So it's arrived: The virtual Monday of the last work week of the year.
I could tell I was back by the fact that my ability to sleep through the night magically went away and I woke up far before the alarm instead of gracefully coming out of sleep.
In a way, I can tell my time away was a good one simply because I did not think of work once. Not a single time - no "I forgot to take care of this" or "There are five things I have to do when I get back". Which is great for vacation of course - but it all comes rolling down on your head all the harder when you get back.
Which, I suppose, should tell me something else.
I read Gene Logsdon's The Last of the Husbandmen: A Novel of Farming Life which I got for Christmas yesterday. I love anything that Logsdon writes so that alone was a pleasure; the fact that the book chronicles the fictional life of a young man who essentially comes back to traditional farming as a career and the life he and his extended family live over a forty five year period.
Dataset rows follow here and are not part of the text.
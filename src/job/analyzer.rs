use std::fmt;

use serde::{Deserialize, Serialize};

use crate::job::request::{ElementKind, JobRequest, OutputFormat};
use crate::resources::ResourceRequirements;

const BASE_COST_MS: u64 = 3_000;
const FAST_SYNC_LIMIT_MS: u64 = 30_000;
const ELEMENTS_PER_CHUNK: usize = 4;

const BASE_MEMORY_MB: u64 = 512;
const MEMORY_PER_ELEMENT_MB: u64 = 256;
const STORAGE_PER_ELEMENT_MB: u64 = 100;
const BANDWIDTH_PER_ELEMENT_MBPS: u64 = 10;
const CPU_PER_ELEMENT_MILLIS: u64 = 1_000;

#[derive(Debug, Clone, Copy, PartialEq, Eq, PartialOrd, Ord, Hash, Serialize, Deserialize)]
#[serde(rename_all = "lowercase")]
pub enum Complexity {
    Low,
    Medium,
    High,
    Extreme,
}

impl fmt::Display for Complexity {
    fn fmt(&self, f: &mut fmt::Formatter<'_>) -> fmt::Result {
        match self {
            Complexity::Low => write!(f, "low"),
            Complexity::Medium => write!(f, "medium"),
            Complexity::High => write!(f, "high"),
            Complexity::Extreme => write!(f, "extreme"),
        }
    }
}

/// Workflow template families the analyzer can recommend.
#[derive(Debug, Clone, Copy, PartialEq, Eq, Hash, Serialize, Deserialize)]
#[serde(rename_all = "kebab-case")]
pub enum WorkflowKind {
    FastSync,
    BalancedAsync,
    HighPerformance,
    Distributed,
}

impl WorkflowKind {
    /// Name of the catalog template implementing this kind.
    pub fn template_name(&self) -> &'static str {
        match self {
            WorkflowKind::FastSync => "fast-sync",
            WorkflowKind::BalancedAsync => "balanced-async",
            WorkflowKind::HighPerformance => "high-performance",
            WorkflowKind::Distributed => "distributed",
        }
    }
}

impl fmt::Display for WorkflowKind {
    fn fmt(&self, f: &mut fmt::Formatter<'_>) -> fmt::Result {
        f.write_str(self.template_name())
    }
}

#[derive(Debug, Clone, PartialEq, Serialize, Deserialize)]
pub struct JobAnalysis {
    pub estimated_duration_ms: u64,
    pub requirements: ResourceRequirements,
    pub complexity: Complexity,
    pub recommended_workflow: WorkflowKind,
    pub parallelizable: bool,
    #[serde(default, skip_serializing_if = "Option::is_none")]
    pub chunk_count: Option<usize>,
}

/// Classifies jobs and estimates their cost. Pure: identical requests
/// always produce identical analyses.
#[derive(Debug, Clone, Copy, Default)]
pub struct JobAnalyzer;

impl JobAnalyzer {
    pub fn new() -> Self {
        Self
    }

    pub fn analyze(&self, request: &JobRequest) -> JobAnalysis {
        let count = request.elements.len();
        let has_video = request.has_video();

        let complexity = Self::complexity(count, has_video);
        let requirements = Self::requirements(count, has_video);
        let estimated_duration_ms = Self::estimate_duration_ms(request);
        let recommended_workflow =
            Self::recommend(estimated_duration_ms, complexity, &requirements);

        JobAnalysis {
            estimated_duration_ms,
            requirements,
            complexity,
            recommended_workflow,
            parallelizable: count > 3 || has_video,
            chunk_count: (complexity == Complexity::Extreme)
                .then(|| count.div_ceil(ELEMENTS_PER_CHUNK)),
        }
    }

    fn complexity(count: usize, has_video: bool) -> Complexity {
        if count <= 2 && !has_video {
            Complexity::Low
        } else if count <= 5 {
            Complexity::Medium
        } else if count <= 10 {
            Complexity::High
        } else {
            Complexity::Extreme
        }
    }

    fn requirements(count: usize, has_video: bool) -> ResourceRequirements {
        let count = count as u64;
        let cpu_factor = if has_video { 2 } else { 1 };
        ResourceRequirements {
            cpu_millis: count * CPU_PER_ELEMENT_MILLIS * cpu_factor,
            memory_mb: BASE_MEMORY_MB + count * MEMORY_PER_ELEMENT_MB,
            storage_mb: count * STORAGE_PER_ELEMENT_MB,
            bandwidth_mbps: count * BANDWIDTH_PER_ELEMENT_MBPS,
            gpu_units: u64::from(has_video),
        }
    }

    fn estimate_duration_ms(request: &JobRequest) -> u64 {
        let elements: u64 = request
            .elements
            .iter()
            .map(|e| {
                let base = match e.kind {
                    ElementKind::Image => 2_000,
                    ElementKind::Text => 1_000,
                    ElementKind::Audio => 6_000,
                    ElementKind::Video => 15_000,
                };
                // Long clips cost half their runtime on top of the fixed cost.
                let clip = match (e.kind, e.duration_secs) {
                    (ElementKind::Video, Some(secs)) => (secs * 500.0) as u64,
                    _ => 0,
                };
                base + clip
            })
            .sum();

        let encode = match request.output_format {
            OutputFormat::Mp4 => 4_000,
            OutputFormat::Webm => 6_000,
            OutputFormat::Mov => 5_000,
            OutputFormat::Gif => 8_000,
        };

        let resolution = if request.height > 1080 {
            10_000
        } else if request.height > 720 {
            5_000
        } else {
            0
        };

        BASE_COST_MS + elements + encode + resolution
    }

    fn recommend(
        duration_ms: u64,
        complexity: Complexity,
        requirements: &ResourceRequirements,
    ) -> WorkflowKind {
        if duration_ms <= FAST_SYNC_LIMIT_MS && complexity == Complexity::Low {
            WorkflowKind::FastSync
        } else if complexity == Complexity::Extreme {
            WorkflowKind::Distributed
        } else if requirements.gpu_units > 0 {
            WorkflowKind::HighPerformance
        } else {
            WorkflowKind::BalancedAsync
        }
    }
}
//! Shared helpers for orchestrator integration tests.
//!
//! Provides polling assertions, node and request builders, and a scripted
//! step handler that records every attempt it sees.

#![allow(dead_code)]

use std::future::Future;
use std::sync::atomic::{AtomicU32, Ordering};
use std::sync::{Arc, Mutex};
use std::time::{Duration, Instant};

use async_trait::async_trait;
use serde_json::{json, Value};
use tokio::sync::mpsc::UnboundedReceiver;
use tokio_util::sync::CancellationToken;
use uuid::Uuid;

use mediaflow::config::{NodeProfile, OrchestratorConfig};
use mediaflow::job::{ElementKind, JobAnalyzer, JobRequest, OutputFormat};
use mediaflow::orchestrator::Orchestrator;
use mediaflow::resources::WorkerNode;
use mediaflow::worker::{StepContext, StepError, StepExecutor, StepHandler};
use mediaflow::workflow::{
    RetryPolicy, StepKind, WorkflowCatalog, WorkflowContext, WorkflowStep, WorkflowTemplate,
};

/// Config with fast background tasks and no workflow-level retries.
/// The maintenance tick is long so tests drive maintenance explicitly.
pub fn test_config() -> OrchestratorConfig {
    let mut config = OrchestratorConfig::default().with_tick_interval(60_000);
    config.pool.monitor_interval_ms = 20;
    config.resilience.max_attempts = 1;
    config.resilience.retry_delay_ms = 1;
    config.resilience.breaker_failure_threshold = 1_000;
    config
}

pub fn node(id: &str) -> WorkerNode {
    WorkerNode::new(id, id, &NodeProfile::default())
}

/// A node with the given cpu (millicores) and memory (MiB) and no accelerator.
pub fn sized_node(id: &str, cpu_millis: u64, memory_mb: u64) -> WorkerNode {
    let profile = NodeProfile {
        cpu_millis,
        memory_mb,
        gpu_units: 0,
        ..NodeProfile::default()
    };
    WorkerNode::new(id, id, &profile)
}

/// One text element at 480p: low complexity, routed to `fast-sync`.
pub fn small_request() -> JobRequest {
    JobRequest::new(OutputFormat::Mp4, 640, 480).with_elements(ElementKind::Text, 1)
}

/// Four images at 720p: medium complexity, routed to `balanced-async`.
pub fn medium_request() -> JobRequest {
    JobRequest::new(OutputFormat::Webm, 1280, 720).with_elements(ElementKind::Image, 4)
}

pub fn workflow_context(request: JobRequest, node_id: &str) -> WorkflowContext {
    let analysis = JobAnalyzer::new().analyze(&request);
    WorkflowContext {
        job_id: Uuid::new_v4(),
        execution_id: Uuid::new_v4(),
        node_id: node_id.to_string(),
        request: Arc::new(request),
        analysis: Arc::new(analysis),
    }
}

/// Sequential `a -> b -> c` template whose steps use `retry`.
pub fn chain_template(name: &str, retry: RetryPolicy) -> WorkflowTemplate {
    WorkflowTemplate::new(name, false)
        .with_step(WorkflowStep::new("a", StepKind::Process, 5_000).with_retry(retry.clone()))
        .with_step(
            WorkflowStep::new("b", StepKind::Process, 5_000)
                .after(["a"])
                .with_retry(retry.clone()),
        )
        .with_step(
            WorkflowStep::new("c", StepKind::Process, 5_000)
                .after(["b"])
                .with_retry(retry),
        )
}

/// Built-in catalog with `fast-sync` replaced by [`chain_template`].
pub fn chain_catalog(retry: RetryPolicy) -> WorkflowCatalog {
    let mut catalog = WorkflowCatalog::builtin();
    catalog
        .register(chain_template("fast-sync", retry))
        .expect("chain template is valid");
    catalog
}

/// Build and start an orchestrator over `nodes`.
pub async fn start_orchestrator(
    config: OrchestratorConfig,
    catalog: WorkflowCatalog,
    handler: Arc<ScriptedHandler>,
    nodes: Vec<WorkerNode>,
) -> (Orchestrator, CancellationToken) {
    let orchestrator = Orchestrator::builder(config)
        .with_catalog(catalog)
        .with_executor(StepExecutor::uniform(handler))
        .with_selector_seed(7)
        .build()
        .expect("orchestrator builds");
    for n in nodes {
        orchestrator.register_node(n).await.expect("node registers");
    }
    let token = CancellationToken::new();
    orchestrator.start(token.clone()).expect("orchestrator starts");
    (orchestrator, token)
}

/// Everything currently queued on `rx`.
pub fn drain<T>(rx: &mut UnboundedReceiver<T>) -> Vec<T> {
    let mut out = Vec::new();
    while let Ok(event) = rx.try_recv() {
        out.push(event);
    }
    out
}

// =============================================================================
// Scripted step handler
// =============================================================================

#[derive(Debug, Clone)]
pub enum Script {
    /// Every attempt succeeds.
    Succeed,
    /// Attempts of this step id always fail; the rest succeed.
    FailStep(String),
    /// The first N attempts (across all steps) fail.
    FailFirst(u32),
    /// Attempts never finish on their own.
    Block,
}

#[derive(Debug, Clone)]
pub struct StepRecord {
    pub job_id: Uuid,
    pub execution_id: Uuid,
    pub node_id: String,
    pub step_id: String,
    pub attempt: u32,
    pub started: Instant,
    pub finished: Option<Instant>,
    pub ok: bool,
}

#[derive(Debug)]
pub struct ScriptedHandler {
    script: Script,
    delay: Duration,
    failed: AtomicU32,
    records: Mutex<Vec<StepRecord>>,
}

impl ScriptedHandler {
    pub fn new(script: Script, delay: Duration) -> Arc<Self> {
        Arc::new(Self {
            script,
            delay,
            failed: AtomicU32::new(0),
            records: Mutex::new(Vec::new()),
        })
    }

    pub fn succeed(delay: Duration) -> Arc<Self> {
        Self::new(Script::Succeed, delay)
    }

    pub fn fail_step(step_id: &str) -> Arc<Self> {
        Self::new(Script::FailStep(step_id.to_string()), Duration::from_millis(1))
    }

    pub fn fail_first(n: u32) -> Arc<Self> {
        Self::new(Script::FailFirst(n), Duration::from_millis(1))
    }

    pub fn blocking() -> Arc<Self> {
        Self::new(Script::Block, Duration::ZERO)
    }

    pub fn records(&self) -> Vec<StepRecord> {
        self.records.lock().unwrap().clone()
    }

    pub fn calls(&self) -> usize {
        self.records.lock().unwrap().len()
    }

    pub fn calls_for(&self, step_id: &str) -> usize {
        self.records
            .lock()
            .unwrap()
            .iter()
            .filter(|r| r.step_id == step_id)
            .count()
    }

    pub fn record_for(&self, step_id: &str) -> Option<StepRecord> {
        self.records
            .lock()
            .unwrap()
            .iter()
            .rev()
            .find(|r| r.step_id == step_id && r.ok)
            .cloned()
    }

    fn push(&self, ctx: &StepContext, started: Instant) -> usize {
        let mut records = self.records.lock().unwrap();
        records.push(StepRecord {
            job_id: ctx.job_id,
            execution_id: ctx.execution_id,
            node_id: ctx.node_id.clone(),
            step_id: ctx.step_id.clone(),
            attempt: ctx.attempt,
            started,
            finished: None,
            ok: false,
        });
        records.len() - 1
    }

    fn finish(&self, index: usize, ok: bool) {
        let mut records = self.records.lock().unwrap();
        records[index].finished = Some(Instant::now());
        records[index].ok = ok;
    }
}

#[async_trait]
impl StepHandler for ScriptedHandler {
    async fn run(&self, ctx: &StepContext) -> Result<Value, StepError> {
        let index = self.push(ctx, Instant::now());
        if matches!(self.script, Script::Block) {
            std::future::pending::<()>().await;
        }
        if !self.delay.is_zero() {
            tokio::time::sleep(self.delay).await;
        }

        let fail = match &self.script {
            Script::FailStep(step) => *step == ctx.step_id,
            Script::FailFirst(n) => self.failed.fetch_add(1, Ordering::SeqCst) < *n,
            Script::Succeed | Script::Block => false,
        };
        self.finish(index, !fail);
        if fail {
            return Err(StepError::failed(format!("scripted failure in {}", ctx.step_id)));
        }
        Ok(json!({ "step": ctx.step_id, "node": ctx.node_id }))
    }
}

// =============================================================================
// Polling
// =============================================================================

/// Wait for a condition to become true with timeout
pub async fn wait_for<F, Fut>(
    condition: F,
    timeout_duration: Duration,
    poll_interval: Duration,
) -> bool
where
    F: Fn() -> Fut,
    Fut: Future<Output = bool>,
{
    let start = tokio::time::Instant::now();
    while start.elapsed() < timeout_duration {
        if condition().await {
            return true;
        }
        tokio::time::sleep(poll_interval).await;
    }
    false
}

/// Assert a condition eventually becomes true
pub async fn assert_eventually<F, Fut>(condition: F, timeout_duration: Duration, message: &str)
where
    F: Fn() -> Fut,
    Fut: Future<Output = bool>,
{
    let result = wait_for(condition, timeout_duration, Duration::from_millis(20)).await;
    assert!(result, "{}", message);
}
There is something in reading his books, even in going up to The Ranch, that gives me a deep sense of rootedness that I fail to get when I contemplate leaving this computer and getting ready to go to work this morning.
Just random thoughts on a virtual Monday I suppose. But the thought still nags me: in the past decade, I've had 6 different jobs, bought two houses and sold one at a loss, and now lived in four different locations. For guy that (apparently) values rootedness and stability, I don't seem to be living my conviction.